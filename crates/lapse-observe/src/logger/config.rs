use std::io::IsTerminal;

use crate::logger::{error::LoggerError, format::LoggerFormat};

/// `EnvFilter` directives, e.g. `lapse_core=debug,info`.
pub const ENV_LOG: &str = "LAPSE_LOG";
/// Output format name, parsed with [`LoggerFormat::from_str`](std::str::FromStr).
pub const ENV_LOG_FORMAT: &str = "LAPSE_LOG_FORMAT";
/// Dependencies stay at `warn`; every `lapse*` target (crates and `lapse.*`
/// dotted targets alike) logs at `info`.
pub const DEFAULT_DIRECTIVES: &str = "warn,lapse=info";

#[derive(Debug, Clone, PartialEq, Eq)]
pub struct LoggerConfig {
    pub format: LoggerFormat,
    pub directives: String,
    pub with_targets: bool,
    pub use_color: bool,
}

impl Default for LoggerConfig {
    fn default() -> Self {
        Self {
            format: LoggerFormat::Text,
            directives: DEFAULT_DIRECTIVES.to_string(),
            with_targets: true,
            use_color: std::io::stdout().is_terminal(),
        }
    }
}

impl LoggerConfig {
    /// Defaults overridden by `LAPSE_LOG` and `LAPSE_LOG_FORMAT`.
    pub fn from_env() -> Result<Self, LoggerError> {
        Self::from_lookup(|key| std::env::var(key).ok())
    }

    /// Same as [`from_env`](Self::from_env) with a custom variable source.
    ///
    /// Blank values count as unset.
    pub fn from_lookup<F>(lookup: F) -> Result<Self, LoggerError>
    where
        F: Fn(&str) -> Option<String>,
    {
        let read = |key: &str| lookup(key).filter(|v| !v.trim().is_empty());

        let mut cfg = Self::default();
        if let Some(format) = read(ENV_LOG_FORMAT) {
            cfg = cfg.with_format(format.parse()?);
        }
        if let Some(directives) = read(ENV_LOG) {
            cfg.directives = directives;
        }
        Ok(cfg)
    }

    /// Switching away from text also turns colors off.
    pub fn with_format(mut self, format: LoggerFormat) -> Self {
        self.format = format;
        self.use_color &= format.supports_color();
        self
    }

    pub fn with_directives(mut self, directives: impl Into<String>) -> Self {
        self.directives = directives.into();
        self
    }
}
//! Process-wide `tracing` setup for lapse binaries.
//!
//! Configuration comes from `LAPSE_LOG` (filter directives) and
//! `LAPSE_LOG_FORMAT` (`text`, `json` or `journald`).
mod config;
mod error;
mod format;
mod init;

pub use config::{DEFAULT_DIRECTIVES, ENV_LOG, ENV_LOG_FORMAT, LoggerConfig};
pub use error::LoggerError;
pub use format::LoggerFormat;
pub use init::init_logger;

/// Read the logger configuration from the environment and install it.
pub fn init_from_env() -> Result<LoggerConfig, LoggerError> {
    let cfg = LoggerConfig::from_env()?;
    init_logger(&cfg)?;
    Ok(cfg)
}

---+---

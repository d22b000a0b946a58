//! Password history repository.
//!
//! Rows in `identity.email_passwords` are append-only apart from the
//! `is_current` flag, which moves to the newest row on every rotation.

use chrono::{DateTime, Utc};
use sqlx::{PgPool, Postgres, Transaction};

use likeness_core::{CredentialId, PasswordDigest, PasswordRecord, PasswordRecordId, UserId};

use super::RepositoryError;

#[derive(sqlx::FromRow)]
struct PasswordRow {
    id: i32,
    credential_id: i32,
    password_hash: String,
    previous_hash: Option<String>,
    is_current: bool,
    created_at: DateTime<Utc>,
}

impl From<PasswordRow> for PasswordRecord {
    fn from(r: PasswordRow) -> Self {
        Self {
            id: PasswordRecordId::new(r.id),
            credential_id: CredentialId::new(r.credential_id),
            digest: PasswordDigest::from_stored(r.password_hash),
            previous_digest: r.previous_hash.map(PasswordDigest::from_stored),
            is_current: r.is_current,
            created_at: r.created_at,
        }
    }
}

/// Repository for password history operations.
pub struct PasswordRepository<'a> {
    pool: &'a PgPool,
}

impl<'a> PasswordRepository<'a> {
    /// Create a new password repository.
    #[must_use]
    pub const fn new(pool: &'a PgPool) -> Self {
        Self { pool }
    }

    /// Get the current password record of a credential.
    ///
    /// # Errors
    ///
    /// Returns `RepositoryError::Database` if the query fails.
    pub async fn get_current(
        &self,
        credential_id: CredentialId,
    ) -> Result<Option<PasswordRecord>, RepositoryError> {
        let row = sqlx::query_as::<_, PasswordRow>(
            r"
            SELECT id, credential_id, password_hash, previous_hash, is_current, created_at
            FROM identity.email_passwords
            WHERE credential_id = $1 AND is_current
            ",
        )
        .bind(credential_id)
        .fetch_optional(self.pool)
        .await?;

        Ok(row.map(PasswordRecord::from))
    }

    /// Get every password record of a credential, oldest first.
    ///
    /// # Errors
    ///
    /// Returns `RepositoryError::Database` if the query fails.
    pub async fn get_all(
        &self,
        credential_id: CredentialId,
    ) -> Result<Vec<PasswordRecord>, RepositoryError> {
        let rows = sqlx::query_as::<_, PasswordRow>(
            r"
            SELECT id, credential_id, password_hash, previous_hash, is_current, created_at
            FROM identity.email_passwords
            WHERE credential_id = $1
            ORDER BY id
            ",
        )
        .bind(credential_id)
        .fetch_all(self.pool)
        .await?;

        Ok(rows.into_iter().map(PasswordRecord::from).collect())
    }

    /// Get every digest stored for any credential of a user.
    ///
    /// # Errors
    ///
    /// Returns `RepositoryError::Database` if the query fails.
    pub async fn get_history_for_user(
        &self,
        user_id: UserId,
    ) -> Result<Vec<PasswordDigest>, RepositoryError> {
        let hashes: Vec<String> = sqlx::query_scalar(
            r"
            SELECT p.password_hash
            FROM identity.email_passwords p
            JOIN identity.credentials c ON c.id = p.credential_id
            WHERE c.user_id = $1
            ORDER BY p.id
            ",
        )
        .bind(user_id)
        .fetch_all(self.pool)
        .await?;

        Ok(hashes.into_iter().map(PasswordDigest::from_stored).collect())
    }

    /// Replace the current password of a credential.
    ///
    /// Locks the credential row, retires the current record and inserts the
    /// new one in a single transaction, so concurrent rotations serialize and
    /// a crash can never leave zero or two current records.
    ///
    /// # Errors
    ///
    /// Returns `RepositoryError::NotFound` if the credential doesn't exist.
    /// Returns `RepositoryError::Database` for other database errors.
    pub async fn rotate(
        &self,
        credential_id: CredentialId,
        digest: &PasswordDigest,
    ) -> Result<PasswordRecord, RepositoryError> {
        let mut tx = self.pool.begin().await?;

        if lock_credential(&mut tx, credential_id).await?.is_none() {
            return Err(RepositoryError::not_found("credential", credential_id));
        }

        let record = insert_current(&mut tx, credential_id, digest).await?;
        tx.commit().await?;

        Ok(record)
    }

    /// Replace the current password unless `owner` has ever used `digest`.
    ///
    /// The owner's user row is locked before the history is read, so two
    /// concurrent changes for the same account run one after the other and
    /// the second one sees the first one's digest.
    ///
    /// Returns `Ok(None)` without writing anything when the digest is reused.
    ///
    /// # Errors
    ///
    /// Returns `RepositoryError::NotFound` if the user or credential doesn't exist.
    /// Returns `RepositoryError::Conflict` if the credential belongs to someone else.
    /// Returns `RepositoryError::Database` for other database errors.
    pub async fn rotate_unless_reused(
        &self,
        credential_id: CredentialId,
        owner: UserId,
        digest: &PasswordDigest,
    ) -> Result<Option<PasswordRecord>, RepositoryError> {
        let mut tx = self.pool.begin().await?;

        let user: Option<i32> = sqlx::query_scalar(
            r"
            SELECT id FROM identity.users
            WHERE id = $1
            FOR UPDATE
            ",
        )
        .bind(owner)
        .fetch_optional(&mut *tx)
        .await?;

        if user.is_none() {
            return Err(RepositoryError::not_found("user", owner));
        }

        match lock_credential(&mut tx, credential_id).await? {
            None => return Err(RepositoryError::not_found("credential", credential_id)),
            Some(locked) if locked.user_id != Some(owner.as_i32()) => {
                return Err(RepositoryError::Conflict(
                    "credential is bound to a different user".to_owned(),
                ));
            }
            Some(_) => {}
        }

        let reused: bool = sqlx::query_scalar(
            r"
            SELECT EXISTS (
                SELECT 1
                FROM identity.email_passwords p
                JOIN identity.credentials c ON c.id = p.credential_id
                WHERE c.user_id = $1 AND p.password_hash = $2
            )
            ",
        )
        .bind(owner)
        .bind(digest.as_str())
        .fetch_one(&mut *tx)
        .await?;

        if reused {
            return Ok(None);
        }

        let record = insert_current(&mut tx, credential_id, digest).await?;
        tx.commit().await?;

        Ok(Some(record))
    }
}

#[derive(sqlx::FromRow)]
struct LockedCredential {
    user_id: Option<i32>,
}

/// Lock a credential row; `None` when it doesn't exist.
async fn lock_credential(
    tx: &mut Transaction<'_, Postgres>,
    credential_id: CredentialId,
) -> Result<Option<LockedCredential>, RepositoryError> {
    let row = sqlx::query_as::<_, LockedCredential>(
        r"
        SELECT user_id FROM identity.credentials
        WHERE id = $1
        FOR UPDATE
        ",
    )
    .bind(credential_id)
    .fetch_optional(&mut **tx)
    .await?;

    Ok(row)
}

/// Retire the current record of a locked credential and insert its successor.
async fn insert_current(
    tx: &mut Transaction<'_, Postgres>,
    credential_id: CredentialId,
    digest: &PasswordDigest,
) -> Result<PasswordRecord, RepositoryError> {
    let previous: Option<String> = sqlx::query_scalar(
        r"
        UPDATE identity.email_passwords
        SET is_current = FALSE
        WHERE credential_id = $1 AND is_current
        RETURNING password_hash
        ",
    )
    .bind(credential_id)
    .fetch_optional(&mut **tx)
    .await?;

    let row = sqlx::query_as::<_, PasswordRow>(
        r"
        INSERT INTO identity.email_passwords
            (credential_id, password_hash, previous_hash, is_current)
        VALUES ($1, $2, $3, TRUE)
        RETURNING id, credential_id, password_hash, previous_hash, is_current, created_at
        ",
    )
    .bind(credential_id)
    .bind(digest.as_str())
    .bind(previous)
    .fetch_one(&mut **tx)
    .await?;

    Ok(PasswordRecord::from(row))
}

---+---

TASK INSTRUCTIONS => Report all lines of the data that include the word "NotFound".

ANSWER TO THE EXERCISE =>
    /// Returns `RepositoryError::NotFound` if the credential doesn't exist.
    /// Returns `RepositoryError::NotFound` if the user or credential doesn't exist.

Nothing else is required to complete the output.